UBC Theses and Dissertations
Essays on dynamics of household and firm choices Mitra, Aruni
For nearly four decades in the post-War United States, productivity rose during economic booms and fell in recessions. The first chapter of this thesis studies how increased labour market flexibility because of rapid de-unionization since the early 1980s can explain the sudden vanishing of this procyclicality of productivity, the so-called 'productivity puzzle'. Falling costs of hiring and firing workers, due to the decline in union power, prompted by firms to rely more on employment adjustment (extensive margin) instead of changing workers' effort through labour hoarding (intensive margin). High dependence on labour hoarding explains productivity's historical procyclicality, and its reduced importance in recent decades explains why productivity is now less procyclical. Increased hiring and firing of workers also imply a rise in the relative volatility of employment. I show that U.S. states and industries with a larger drop in union density experienced a deeper fall in the procyclicality of productivity and a larger increase in the relative volatility of employment. Simultaneous to the productivity puzzle in the mid-1980s, there were other important structural changes in the U.S. economy, namely, the rise of the service sector, increased use of intangible capital, more accommodative monetary policy, and the decline in the volatility of shocks during Great Moderation. The second chapter shows that none of these structural changes can explain the productivity puzzle. However, allowing the hiring cost to decline between pre- and post-1980s in an otherwise standard New Keynesian model with endogenous effort can match almost all the fall in cyclical productivity correlations and the rise in the relative volatility of employment.
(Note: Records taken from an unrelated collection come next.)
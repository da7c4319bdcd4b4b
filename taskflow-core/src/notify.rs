//! User-facing notifications
//!
//! Integrations report problems the user has to act on (missing
//! configuration, unreachable servers, rejected credentials) through a
//! [`Notifier`]. Notifying is fire-and-forget: it never fails and never
//! blocks the caller.

use std::collections::BTreeMap;
use std::fmt;
use std::sync::{Mutex, PoisonError};

use tracing::{error, info, warn};

/// Severity of a notification
#[derive(Debug, Clone, Copy, PartialEq, Eq)]
pub enum Severity {
    Success,
    Info,
    Warning,
    Error,
}

impl fmt::Display for Severity {
    fn fmt(&self, f: &mut fmt::Formatter<'_>) -> fmt::Result {
        let s = match self {
            Severity::Success => "success",
            Severity::Info => "info",
            Severity::Warning => "warning",
            Severity::Error => "error",
        };
        f.write_str(s)
    }
}

/// A message for the user, optionally parameterized
#[derive(Debug, Clone, PartialEq, Eq)]
pub struct Notification {
    pub severity: Severity,
    /// Stable message text; parameters are kept separate so presenters can
    /// format or translate them
    pub message: String,
    pub params: BTreeMap<String, String>,
}

impl Notification {
    pub fn new(severity: Severity, message: impl Into<String>) -> Self {
        Self {
            severity,
            message: message.into(),
            params: BTreeMap::new(),
        }
    }

    pub fn error(message: impl Into<String>) -> Self {
        Self::new(Severity::Error, message)
    }

    /// Attach a named parameter
    pub fn with_param(mut self, key: impl Into<String>, value: impl ToString) -> Self {
        self.params.insert(key.into(), value.to_string());
        self
    }

    pub fn param(&self, key: &str) -> Option<&str> {
        self.params.get(key).map(String::as_str)
    }
}

impl fmt::Display for Notification {
    fn fmt(&self, f: &mut fmt::Formatter<'_>) -> fmt::Result {
        write!(f, "{}", self.message)?;
        if !self.params.is_empty() {
            let params: Vec<String> = self
                .params
                .iter()
                .map(|(k, v)| format!("{}={}", k, v))
                .collect();
            write!(f, " ({})", params.join(", "))?;
        }
        Ok(())
    }
}

/// Capability to show a notification to the user
pub trait Notifier: Send + Sync {
    fn notify(&self, notification: Notification);
}

/// Notifier that forwards everything to the tracing subscriber
#[derive(Debug, Default, Clone, Copy)]
pub struct LogNotifier;

impl Notifier for LogNotifier {
    fn notify(&self, notification: Notification) {
        match notification.severity {
            Severity::Error => error!(params = ?notification.params, "{}", notification.message),
            Severity::Warning => warn!(params = ?notification.params, "{}", notification.message),
            Severity::Info | Severity::Success => {
                info!(params = ?notification.params, "{}", notification.message)
            }
        }
    }
}

/// Notifier that keeps every notification in memory
#[derive(Debug, Default)]
pub struct MemoryNotifier {
    notifications: Mutex<Vec<Notification>>,
}

impl MemoryNotifier {
    pub fn new() -> Self {
        Self::default()
    }

    /// Snapshot of everything received so far
    pub fn notifications(&self) -> Vec<Notification> {
        self.notifications
            .lock()
            .unwrap_or_else(PoisonError::into_inner)
            .clone()
    }

    /// Remove and return everything received so far
    pub fn take(&self) -> Vec<Notification> {
        std::mem::take(
            &mut *self
                .notifications
                .lock()
                .unwrap_or_else(PoisonError::into_inner),
        )
    }

    pub fn len(&self) -> usize {
        self.notifications
            .lock()
            .unwrap_or_else(PoisonError::into_inner)
            .len()
    }

    pub fn is_empty(&self) -> bool {
        self.len() == 0
    }
}

impl Notifier for MemoryNotifier {
    fn notify(&self, notification: Notification) {
        self.notifications
            .lock()
            .unwrap_or_else(PoisonError::into_inner)
            .push(notification);
    }
}

#[cfg(test)]
mod tests {
    use super::*;

    #[test]
    fn test_notification_display() {
        let n = Notification::error("Request failed")
            .with_param("statusCode", 401)
            .with_param("errorMsg", "401 Unauthorized");
        assert_eq!(
            n.to_string(),
            "Request failed (errorMsg=401 Unauthorized, statusCode=401)"
        );
        assert_eq!(n.param("statusCode"), Some("401"));
        assert_eq!(n.param("missing"), None);
    }

    #[test]
    fn test_memory_notifier_collects_and_drains() {
        let notifier = MemoryNotifier::new();
        assert!(notifier.is_empty());

        notifier.notify(Notification::error("one"));
        notifier.notify(Notification::new(Severity::Warning, "two"));
        assert_eq!(notifier.len(), 2);
        assert_eq!(notifier.notifications()[1].severity, Severity::Warning);

        let drained = notifier.take();
        assert_eq!(drained.len(), 2);
        assert!(notifier.is_empty());
    }

    #[derive(Clone, Default)]
    struct LogBuffer(std::sync::Arc<Mutex<Vec<u8>>>);

    impl std::io::Write for LogBuffer {
        fn write(&mut self, buf: &[u8]) -> std::io::Result<usize> {
            self.0.lock().unwrap().extend_from_slice(buf);
            Ok(buf.len())
        }

        fn flush(&mut self) -> std::io::Result<()> {
            Ok(())
        }
    }

    #[test]
    fn test_log_notifier_writes_to_tracing() {
        let logs = LogBuffer::default();
        let writer = logs.clone();
        let subscriber = tracing_subscriber::fmt()
            .with_ansi(false)
            .with_writer(move || writer.clone())
            .finish();

        tracing::subscriber::with_default(subscriber, || {
            LogNotifier.notify(Notification::error("Request failed").with_param("statusCode", 401));
            LogNotifier.notify(Notification::new(Severity::Warning, "Slow server"));
        });

        let output = String::from_utf8(logs.0.lock().unwrap().clone()).unwrap();
        let lines: Vec<&str> = output.lines().collect();
        assert_eq!(lines.len(), 2);
        assert!(lines[0].contains("ERROR"));
        assert!(lines[0].contains("Request failed"));
        assert!(lines[0].contains("statusCode"));
        assert!(lines[1].contains("WARN"));
        assert!(lines[1].contains("Slow server"));
    }

    #[test]
    fn test_severity_display() {
        assert_eq!(Severity::Error.to_string(), "error");
        assert_eq!(Severity::Success.to_string(), "success");
    }
}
The third chapter characterizes the joint evolution of cross-sectional inequality in permanent income and consumption among parents and children in the U.S. We use a model of intra-family persistence across generations to estimate the parameters determining inequality of consumption and income within a generation. In accounting for cross-sectional dispersion, we find that idiosyncratic heterogeneity is quantitatively more important than inequality arising from family factors. This suggests that parents provide limited insurance against idiosyncratic life-cycle risk, even though the levels of permanent income and consumption exhibit significant persistence across generations.